An important aspect, which has to be considered, is that at the stage of such change of allocation, the allottees were never informed of this consequence. The mere passing of a resolution in the records of DDA cannot be said to be a notice to such allottees. Thus, the allottees may or may not have accepted to change the floor if they had known that the consequences would have been so harsh. This is apart from the fact that there seems to be no basis for such a policy. The policy, thus, requiring current cost to be charged in cases of change of floor is also hereby quashed. " ( 6 ) MR. Mahajan, appearing on behalf of the DDA submitted that the judgment in Renu Bali was carried in appeal; the Division Bench referred the issues to the Full Bench which answered the same by its judgment reported as DDA Vs. Renu bali. It was also contended that the issue of validity of circular dated 9th july, 1990 went unnoticed and the judgment to that extent is sub silentio. Counsel further contended that the matter has been carried in appeal by special leave to the Supreme Court. ( 7 ) HAVING considered the materials on record and the contentions of the parties, it is evident that the only issue raised in these proceedings is identical to the issue discussed by the learned Single Judge in Renu Bali's case.
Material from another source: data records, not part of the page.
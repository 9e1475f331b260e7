//! A simulated system under test.
//!
//! [`SimulatedTarget`] answers every operation after a service time drawn from a log-normal
//! distribution, and fails a configurable share of operations with an error response. It lets a
//! track be exercised end to end without a real cluster.

use std::sync::{Mutex, PoisonError};
use std::time::Duration;

use anyhow::{Result, bail};
use async_trait::async_trait;
use loaddriver_core::client::{ResponseMeta, WireClient};
use loaddriver_core::error::OperationError;
use loaddriver_types::Params;
use rand::rngs::SmallRng;
use rand::{Rng, SeedableRng};
use rand_distr::{Distribution, LogNormal};
use serde::{Deserialize, Serialize};

/// Standard normal quantile of the 99th percentile.
const Z_P99: f64 = 2.3263;

/// HTTP status reported for simulated failures.
const ERROR_STATUS: u16 = 503;

/// Behavior of the simulated target.
#[derive(Clone, Debug, Deserialize, Serialize)]
#[serde(default)]
pub struct TargetConfig {
    /// Median service time.
    ///
    /// Defaults to `5ms`.
    #[serde(with = "humantime_serde")]
    pub p50: Duration,

    /// 99th percentile service time. Must not be lower than `p50`.
    ///
    /// Defaults to `50ms`.
    #[serde(with = "humantime_serde")]
    pub p99: Duration,

    /// Share of operations that fail with an error response, between `0.0` and `1.0`.
    ///
    /// Defaults to `0.0`.
    pub error_rate: f64,

    /// Seed for service times and failures. Random if unset.
    pub seed: Option<u64>,
}

impl Default for TargetConfig {
    fn default() -> Self {
        Self {
            p50: Duration::from_millis(5),
            p99: Duration::from_millis(50),
            error_rate: 0.0,
            seed: None,
        }
    }
}

/// A [`WireClient`] that sleeps instead of talking to a cluster.
#[derive(Debug)]
pub struct SimulatedTarget {
    service_time: LogNormal<f64>,
    error_rate: f64,
    rng: Mutex<SmallRng>,
}

impl SimulatedTarget {
    /// Creates a target from its configuration.
    pub fn new(config: &TargetConfig) -> Result<Self> {
        if config.p50.is_zero() {
            bail!("target p50 must be greater than zero");
        }
        if config.p99 < config.p50 {
            bail!(
                "target p99 ({:?}) must not be lower than p50 ({:?})",
                config.p99,
                config.p50
            );
        }
        if !(0.0..=1.0).contains(&config.error_rate) {
            bail!(
                "target error rate {} is not between 0 and 1",
                config.error_rate
            );
        }

        let mu = config.p50.as_secs_f64().ln();
        let sigma = (config.p99.as_secs_f64().ln() - mu) / Z_P99;
        let service_time = LogNormal::new(mu, sigma)?;

        let rng = match config.seed {
            Some(seed) => SmallRng::seed_from_u64(seed),
            None => SmallRng::from_os_rng(),
        };

        Ok(Self {
            service_time,
            error_rate: config.error_rate,
            rng: Mutex::new(rng),
        })
    }

    fn draw(&self) -> (Duration, bool) {
        let mut rng = self.rng.lock().unwrap_or_else(PoisonError::into_inner);
        let seconds = self.service_time.sample(&mut *rng);
        let delay = Duration::try_from_secs_f64(seconds).unwrap_or(Duration::MAX);
        let failed = rng.random_bool(self.error_rate);
        (delay, failed)
    }
}

#[async_trait]
impl WireClient for SimulatedTarget {
    async fn execute(
        &self,
        operation: &str,
        _params: &Params,
        _timeout: Duration,
    ) -> Result<ResponseMeta, OperationError> {
        let (delay, failed) = self.draw();
        tokio::time::sleep(delay).await;

        if failed {
            tracing::trace!(operation, ?delay, "simulated failure");
            return Err(OperationError::Response {
                status: ERROR_STATUS,
                message: "simulated error".to_owned(),
            });
        }

        Ok(ResponseMeta::default())
    }
}

#[cfg(test)]
mod tests {
    use sketches_ddsketch::DDSketch;

    use super::*;

    fn config(p50: u64, p99: u64) -> TargetConfig {
        TargetConfig {
            p50: Duration::from_millis(p50),
            p99: Duration::from_millis(p99),
            error_rate: 0.0,
            seed: Some(1),
        }
    }

    #[test]
    fn rejects_invalid_profiles() {
        assert!(SimulatedTarget::new(&config(0, 10)).is_err());
        assert!(SimulatedTarget::new(&config(10, 5)).is_err());

        let mut errors = config(5, 10);
        errors.error_rate = 1.5;
        assert!(SimulatedTarget::new(&errors).is_err());
    }

    #[test]
    fn constant_service_time() {
        let target = SimulatedTarget::new(&config(10, 10)).unwrap();
        for _ in 0..10 {
            let (delay, failed) = target.draw();
            assert!(delay.abs_diff(Duration::from_millis(10)) < Duration::from_micros(1));
            assert!(!failed);
        }
    }

    #[test]
    fn service_times_follow_percentiles() {
        let target = SimulatedTarget::new(&config(5, 50)).unwrap();
        let mut sketch = DDSketch::default();
        for _ in 0..20_000 {
            sketch.add(target.draw().0.as_secs_f64());
        }

        let p50 = sketch.quantile(0.5).unwrap().unwrap();
        let p99 = sketch.quantile(0.99).unwrap().unwrap();
        assert!((0.004..0.006).contains(&p50), "p50 was {p50}");
        assert!((0.035..0.065).contains(&p99), "p99 was {p99}");
    }

    #[tokio::test(start_paused = true)]
    async fn fails_every_operation_at_full_error_rate() {
        let mut profile = config(1, 1);
        profile.error_rate = 1.0;
        let target = SimulatedTarget::new(&profile).unwrap();

        let result = target
            .execute("query", &Params::Null, Duration::from_secs(1))
            .await;
        assert!(matches!(
            result,
            Err(OperationError::Response { status: 503, .. })
        ));
    }
}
Although the DDA has contended that the reasoning was neither accepted nor disapproved by the Full Bench, I am not inclined to take a different view from that taken in Renu Bali by the learned Single Judge. The reasoning in that case, was that the mere change of floor, could not by itself result in imposition of current costs upon the allottee who is given another floor. I am not persuaded that there is any flaw in the reasoning which requires me to depart from it or refer the issue to the Division Bench. ( 8 ) IN these circumstances, the writ petition requires to be allowed. If any balance payments are to be made by the petitioner in terms of the original allotment letter, the same shall be deposited with the DDA within six weeks from today. Writ petition allowed. Rule made absolute in the above terms.